For this exercise, copy each line of the records that contains the word "diverged".
Data for review START
use crate::shape::Shape;

/// Fixed canvas edge; the viewBox spans 0 0 64 64.
pub const CANVAS_SIZE: u32 = 64;

pub const SVG_HEADER: &str = "<svg xmlns=\"http://www.w3.org/2000/svg\" xmlns:xlink=\"http://www.w3.org/1999/xlink\" width=\"64\" height=\"64\" viewBox=\"0 0 64 64\">";
pub const SVG_FOOTER: &str = "</svg>";

/// Renders the collection as SVG text. Pure function of its input: one
/// self-closing rect per shape, in storage order, byte-for-byte reproducible.
pub fn render(shapes: &[Shape]) -> String {
    let mut svg = String::new();
    svg.push_str(SVG_HEADER);
    for shape in shapes {
        svg.push_str(&format!(
            "<rect x=\"{}\" y=\"{}\" width=\"{}\" height=\"{}\" style=\"fill:rgb({},{},{})\" />",
            shape.x, shape.y, shape.width, shape.height, shape.r, shape.g, shape.b,
        ));
    }
    svg.push_str(SVG_FOOTER);
    svg
}

#[cfg(test)]
mod tests {
    use super::*;
    use crate::generator::{AmbientContext, ShapeGenerator};

    fn sample_shape() -> Shape {
        Shape { x: 10, y: 20, width: 5, height: 8, r: 255, g: 0, b: 0 }
    }

    // Pulls the seven attribute values back out of one rect element.
    fn scan_rect(rect: &str) -> (u32, u32, u32, u32, u32, u32, u32) {
        let mut quoted = rect.split('"').skip(1).step_by(2);
        let x = quoted.next().unwrap().parse().unwrap();
        let y = quoted.next().unwrap().parse().unwrap();
        let width = quoted.next().unwrap().parse().unwrap();
        let height = quoted.next().unwrap().parse().unwrap();
        let style = quoted.next().unwrap();
        let rgb = style
            .strip_prefix("fill:rgb(")
            .unwrap()
            .strip_suffix(')')
            .unwrap();
        let mut channels = rgb.split(',');
        let r = channels.next().unwrap().parse().unwrap();
        let g = channels.next().unwrap().parse().unwrap();
        let b = channels.next().unwrap().parse().unwrap();
        (x, y, width, height, r, g, b)
    }

    #[test]
    fn renders_the_documented_rect_element() {
        let svg = render(&[sample_shape()]);
        let expected = format!(
            "{SVG_HEADER}<rect x=\"10\" y=\"20\" width=\"5\" height=\"8\" style=\"fill:rgb(255,0,0)\" />{SVG_FOOTER}"
        );
        assert_eq!(svg, expected);
    }

    #[test]
    fn header_footer_and_rect_count() {
        let ctx = AmbientContext { timestamp: 42, minter_id: 99 };
        let shapes = ShapeGenerator::new(3, ctx).generate();
        let svg = render(&shapes);
        assert!(svg.starts_with(SVG_HEADER));
        assert!(svg.ends_with(SVG_FOOTER));
        assert_eq!(svg.matches("<rect ").count(), shapes.len());
    }

    #[test]
    fn render_is_byte_identical_across_calls() {
        let ctx = AmbientContext { timestamp: 42, minter_id: 99 };
        let shapes = ShapeGenerator::new(3, ctx).generate();
        assert_eq!(render(&shapes), render(&shapes));
    }

    #[test]
    fn max_channel_renders_as_255() {
        let shape = Shape { x: 0, y: 0, width: 0, height: 0, r: 255, g: 255, b: 255 };
        let svg = render(&[shape]);
        assert!(svg.contains("fill:rgb(255,255,255)"));
        assert!(!svg.contains("256"));
    }

    #[test]
    fn scanning_rects_recovers_the_collection() {
        let ctx = AmbientContext { timestamp: 1_700_000_000, minter_id: 7 };
        let shapes = ShapeGenerator::new(11, ctx).generate();
        let svg = render(&shapes);

        let body = svg
            .strip_prefix(SVG_HEADER)
            .unwrap()
            .strip_suffix(SVG_FOOTER)
            .unwrap();
        let rects: Vec<&str> = body
            .split(" />")
            .filter(|part| !part.is_empty())
            .collect();
        assert_eq!(rects.len(), shapes.len());

        for (rect, shape) in rects.iter().zip(&shapes) {
            let scanned = scan_rect(rect);
            let original = (
                shape.x, shape.y, shape.width, shape.height, shape.r, shape.g, shape.b,
            );
            assert_eq!(scanned, original);
        }
    }
}
/// Exclusive upper bound for the x and y position of a shape.
pub const POS_BOUND: u32 = 50;
/// Exclusive upper bound for the width and height of a shape.
pub const EXTENT_BOUND: u32 = 30;
/// Exclusive upper bound for each color channel.
pub const CHANNEL_BOUND: u32 = 256;

/// Every collection holds at least this many shapes.
pub const BASE_SHAPE_COUNT: u32 = 5;
/// The drawn count offset is in [0, SHAPE_COUNT_SPREAD).
pub const SHAPE_COUNT_SPREAD: u32 = 5;

#[derive(Debug, Clone, Copy, PartialEq, Eq)]
pub struct Shape {
    pub x: u32,
    pub y: u32,
    pub width: u32,
    pub height: u32,
    pub r: u32,
    pub g: u32,
    pub b: u32,
}

impl Shape {
    pub fn in_bounds(&self) -> bool {
        self.x < POS_BOUND
            && self.y < POS_BOUND
            && self.width < EXTENT_BOUND
            && self.height < EXTENT_BOUND
            && self.r < CHANNEL_BOUND
            && self.g < CHANNEL_BOUND
            && self.b < CHANNEL_BOUND
    }
}
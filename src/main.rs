use std::fs;
use std::path::PathBuf;

use anyhow::{bail, Context, Result};
use clap::Parser;
use rand::Rng;
use tracing::info;

mod cap;
mod config;
mod driver;
mod growth;
mod logging;
mod output;
mod root;
mod scale;
mod sweep;
mod system;
mod types;

use cap::GrowthCap;
use config::{RunConfig, SimParams};
use scale::ElongationScale;
use system::RootSystem;

#[derive(Parser, Debug)]
#[command(author, version, about, long_about = None)]
struct Args {
    /// Simulated time span (days)
    #[arg(long, default_value_t = 30.0)]
    simtime: f64,

    /// Time step (days)
    #[arg(long, default_value_t = 1.0)]
    dt: f64,

    /// Maximal total length increment (cm/day)
    #[arg(long, default_value_t = 20.0)]
    max_inc: f64,

    /// Architecture parameter file (YAML or JSON). If not specified, searches for params.yaml, params.yml, or params.json in the current directory.
    #[arg(short, long)]
    params: Option<String>,

    /// RNG seed; picked at random when omitted
    #[arg(long)]
    seed: Option<u64>,

    /// Output geometry file (VTP)
    #[arg(long, default_value = "results/rootcap.vtp")]
    out: PathBuf,

    /// Write per-day telemetry as JSON to this path
    #[arg(long)]
    report: Option<PathBuf>,

    /// Comma-separated cap values (cm/day); runs one independent simulation per value in parallel
    #[arg(long)]
    sweep: Option<String>,

    /// Verify that a cloned system evolves identically to, and independently of, its origin, then exit
    #[arg(long)]
    copy_test: bool,
}

fn main() -> Result<()> {
    logging::init();
    let args = Args::parse();

    let params = load_params(args.params.as_deref())?;
    params.validate()?;
    let config = RunConfig {
        simtime: args.simtime,
        dt: args.dt,
        max_inc: args.max_inc,
    };
    config.validate()?;

    let seed = args.seed.unwrap_or_else(|| rand::thread_rng().gen());
    info!(seed, "starting");

    if args.copy_test {
        return copy_test(&params, seed);
    }

    if let Some(spec) = args.sweep.as_deref() {
        let caps = parse_caps(spec)?;
        let reports = sweep::run(&params, &config, &caps, seed)?;
        let report_path = args
            .report
            .unwrap_or_else(|| PathBuf::from("results/rootcap_sweep.json"));
        write_json(&reports, &report_path)?;
        info!(path = %report_path.display(), runs = reports.len(), "sweep reports written");
        return Ok(());
    }

    let scale = ElongationScale::new(1.0);
    let mut system = RootSystem::new(&params, scale.clone(), seed);
    let cap = GrowthCap::new(args.max_inc, scale)?;

    let report = driver::run(&config, &mut system, &cap);
    info!(
        final_length = report.final_length,
        capped_days = report.capped_days,
        roots = system.root_count(),
        sim_time = system.time(),
        "simulation complete"
    );

    output::write_vtp(&system, &args.out)?;
    info!(path = %args.out.display(), "geometry written");

    if let Some(path) = args.report.as_deref() {
        write_json(&report, path)?;
        info!(path = %path.display(), "report written");
    }
    Ok(())
}

/// Load architecture parameters from a file or fall back to defaults.
fn load_params(path: Option<&str>) -> Result<SimParams> {
    if let Some(path) = path {
        SimParams::from_file(path)
            .with_context(|| format!("failed to load parameters from {path}"))
    } else {
        Ok(SimParams::from_default_paths())
    }
}

fn parse_caps(spec: &str) -> Result<Vec<f64>> {
    let caps = spec
        .split(',')
        .map(|part| {
            part.trim()
                .parse::<f64>()
                .with_context(|| format!("invalid cap value {part:?} in --sweep"))
        })
        .collect::<Result<Vec<_>>>()?;
    if caps.is_empty() {
        bail!("--sweep needs at least one cap value");
    }
    Ok(caps)
}

fn write_json<T: serde::Serialize>(value: &T, path: &std::path::Path) -> Result<()> {
    if let Some(dir) = path.parent() {
        if !dir.as_os_str().is_empty() {
            fs::create_dir_all(dir)
                .with_context(|| format!("failed to create {}", dir.display()))?;
        }
    }
    let body = serde_json::to_string_pretty(value)?;
    fs::write(path, body).with_context(|| format!("failed to write {}", path.display()))?;
    Ok(())
}

/// Grow a system partway, clone it, grow both the same further span, and
/// check that the two node sets are identical.
fn copy_test(params: &SimParams, seed: u64) -> Result<()> {
    let scale = ElongationScale::new(1.0);
    let mut system = RootSystem::new(params, scale, seed);
    let diverged = driver::clone_divergence(&mut system, 20.0, 10.0);
    info!(
        nodes = system.node_count(),
        diverged, "copy test finished"
    );
    if diverged > 0 {
        bail!("clone diverged from its origin in {diverged} node positions");
    }
    Ok(())
}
Data for review END
▶ _Written solution_
    let diverged = driver::clone_divergence(&mut system, 20.0, 10.0);
        diverged, "copy test finished"
    if diverged > 0 {
        bail!("clone diverged from its origin in {diverged} node positions");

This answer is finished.